For most people, the tendency is to see will power like a bridge. It's what enables you to cross over the troubles of life and get to the other side, where things are better, you are better and there's nobody between you and the finish line. And if you don't have enough will power, well, then, shame on you for not constructing your own way out. Surely, people say, you must not have wanted to cross over badly enough. It's your fault.

Except, actually, it's not. As NYU psychologist Adam Alter tells Business Insider, the idea that will power is a good way to move forward is completely bunk.

Repeated temptation wears you down, mentally and physically

On the American Psychological Association's yearly Stress in America survey, people regularly point to a lack of will power as the top reason they don't follow through with changes they want to make--the above view that we're to blame for our own failure is widespread. But according to Alter, the examples of people exerting self-control over the long term are few and far between. People might do OK for a while, but they get worn down by repeated temptation.

The APA notes that factors like mood, personal beliefs and internal motivation all can be helpful in resisting the urge to give in, buffering you against "will power depletion". But it also points out that research has shown that, when people are repeatedly tested with temptation, the glucose levels in their brains go down. In other words, will power is as much physical as it is mental. Staying on track takes energy, and when you're too low on fuel, your risk of falling off the wagon goes up.

Building a surefire route to success

Alter asserts that the best way to resist temptation and stick to a better way is to create new "behavioral architectures". That just means you organize or build your daily routine (and life) in such a way that what's tempting isn't accessible anymore. The distance or lack of logistical access essentially eliminates your vice as a legitimate choice, making it easier for you to stick to new, healthier and productive habits.

"You need to do something like change the environment, make sure the temptation is out of reach so that it's no longer possible to be tempted," Alter says.

And Alter isn't alone in his view. In The Huffington Post, author, speaker and consultant Dr. Ali Binazir calls the putting away of temptations as the "Odysseus protocol". (This is a reference to the ancient story of Odysseus, who, when still lucid and out of harm's way, took precautions to ensure he wouldn't be ensnared and killed by the Sirens.)
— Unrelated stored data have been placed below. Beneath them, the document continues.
use std::sync::OnceLock;

/// Whether `with_txn` commits or rolls back a transaction whose body succeeded
#[derive(Debug, Clone, Copy, PartialEq, Eq)]
pub enum TxnPolicy {
    /// Commit the transaction when the operation succeeds (default behavior)
    CommitOnOk,
    /// Rollback the transaction when the operation succeeds (for testing)
    RollbackOnOk,
}

static POLICY: OnceLock<TxnPolicy> = OnceLock::new();

/// `CommitOnOk` unless a policy was set for the process.
pub fn current() -> TxnPolicy {
    POLICY.get().copied().unwrap_or(TxnPolicy::CommitOnOk)
}

/// Set the policy once per process; later calls are ignored.
pub fn set_txn_policy(policy: TxnPolicy) {
    let _ = POLICY.set(policy);
}
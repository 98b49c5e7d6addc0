//! Card repository functions.

use sea_orm::{
    ActiveModelTrait, ColumnTrait, ConnectionTrait, EntityTrait, IntoActiveModel, PaginatorTrait,
    QueryFilter, QueryOrder, Set,
};
use serde::Deserialize;
use time::OffsetDateTime;

use crate::domain::changes::{apply_card_changes, ChangeSet};
use crate::entities::cards::{self, Facing};
use crate::errors::domain::{DomainError, NotFoundKind};

#[derive(Debug, Default, Clone, Deserialize)]
pub struct CardFilter {
    pub stack_id: Option<i64>,
}

pub async fn find_by_id<C: ConnectionTrait + Send + Sync>(
    conn: &C,
    card_id: i64,
) -> Result<Option<cards::Model>, DomainError> {
    Ok(cards::Entity::find_by_id(card_id).one(conn).await?)
}

pub async fn require<C: ConnectionTrait + Send + Sync>(
    conn: &C,
    card_id: i64,
) -> Result<cards::Model, DomainError> {
    find_by_id(conn, card_id)
        .await?
        .ok_or_else(|| DomainError::not_found(NotFoundKind::Card, format!("Card {card_id} not found")))
}

/// Cards of a stack, top first; ties on position fall back to id.
pub async fn find_by_stack<C: ConnectionTrait + Send + Sync>(
    conn: &C,
    stack_id: i64,
) -> Result<Vec<cards::Model>, DomainError> {
    Ok(cards::Entity::find()
        .filter(cards::Column::StackId.eq(stack_id))
        .order_by_asc(cards::Column::Position)
        .order_by_asc(cards::Column::Id)
        .all(conn)
        .await?)
}

pub async fn list<C: ConnectionTrait + Send + Sync>(
    conn: &C,
    filter: &CardFilter,
) -> Result<Vec<cards::Model>, DomainError> {
    match filter.stack_id {
        Some(stack_id) => find_by_stack(conn, stack_id).await,
        None => Ok(cards::Entity::find()
            .order_by_asc(cards::Column::Id)
            .all(conn)
            .await?),
    }
}

pub async fn create<C: ConnectionTrait + Send + Sync>(
    conn: &C,
    mut card: cards::ActiveModel,
) -> Result<cards::Model, DomainError> {
    let now = OffsetDateTime::now_utc();
    if card.position.is_not_set() {
        card.position = Set(0);
    }
    if card.owner_facing.is_not_set() {
        card.owner_facing = Set(Facing::Down);
    }
    if card.other_facing.is_not_set() {
        card.other_facing = Set(Facing::Down);
    }
    card.created_at = Set(now);
    card.updated_at = Set(now);
    Ok(card.insert(conn).await?)
}

/// Insert `cards` into `stack_id` with one multi-row statement, then return
/// the stack's cards, top first.
pub async fn insert_all<C: ConnectionTrait + Send + Sync>(
    conn: &C,
    stack_id: i64,
    cards: Vec<cards::ActiveModel>,
) -> Result<Vec<cards::Model>, DomainError> {
    if !cards.is_empty() {
        let now = OffsetDateTime::now_utc();
        let rows = cards.into_iter().map(|mut card| {
            card.stack_id = Set(stack_id);
            card.created_at = Set(now);
            card.updated_at = Set(now);
            card
        });
        cards::Entity::insert_many(rows).exec(conn).await?;
    }
    find_by_stack(conn, stack_id).await
}

pub async fn count_in_stack<C: ConnectionTrait + Send + Sync>(
    conn: &C,
    stack_id: i64,
) -> Result<u64, DomainError> {
    Ok(cards::Entity::find()
        .filter(cards::Column::StackId.eq(stack_id))
        .count(conn)
        .await?)
}

pub async fn update<C: ConnectionTrait + Send + Sync>(
    conn: &C,
    mut card: cards::ActiveModel,
) -> Result<cards::Model, DomainError> {
    card.updated_at = Set(OffsetDateTime::now_utc());
    Ok(card.update(conn).await?)
}

/// Apply a change-set onto a loaded card and persist it; fields the
/// change-set does not name keep their stored values.
pub async fn merge<C: ConnectionTrait + Send + Sync>(
    conn: &C,
    card: cards::Model,
    changes: &ChangeSet,
    skip: &[&str],
) -> Result<cards::Model, DomainError> {
    let mut active = card.into_active_model();
    apply_card_changes(&mut active, changes, skip)?;
    update(conn, active).await
}

pub async fn set_position<C: ConnectionTrait + Send + Sync>(
    conn: &C,
    card: cards::Model,
    position: i32,
) -> Result<cards::Model, DomainError> {
    let mut active = card.into_active_model();
    active.position = Set(position);
    update(conn, active).await
}

pub async fn delete<C: ConnectionTrait + Send + Sync>(
    conn: &C,
    card_id: i64,
) -> Result<bool, DomainError> {
    let result = cards::Entity::delete_by_id(card_id).exec(conn).await?;
    Ok(result.rows_affected > 0)
}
Applying behavioral architectures in the real world

So what does creating behavioral architectures or following the Odysseus protocol look like in real life? Here are just a few examples:

  • Leaving your phone on the charger outside of your bedroom so you don't check Facebook or your work email late into the night
  • Bringing only cash with you to the store to avoid overspending
  • Taking a different route home so you don't stop at the fast food place you usually go to
  • Delegating some responsibilities so you don't feel obligated to stay late
  • Setting designated review or check-in times on your calendar to prevent micromanaging
  • Creating a to-do list for the day and bringing only the documents related to the identified tasks with you to avoid distractions/multitasking
  • Signing out of your chat messenger so you don't interrupt others with unnecessary pings

Whatever you're aiming to improve, when you make a modification, be clear about the "why" behind the change. Be equally as clear about why the solution you pick is preferable over other options, too. The more focus you have about how you'll benefit and what your risks are, the easier it likely will be to tolerate any growing pains the change might bring. And if you do fall off the wagon, don't beat yourself up. Just grab your hammer, build and try again.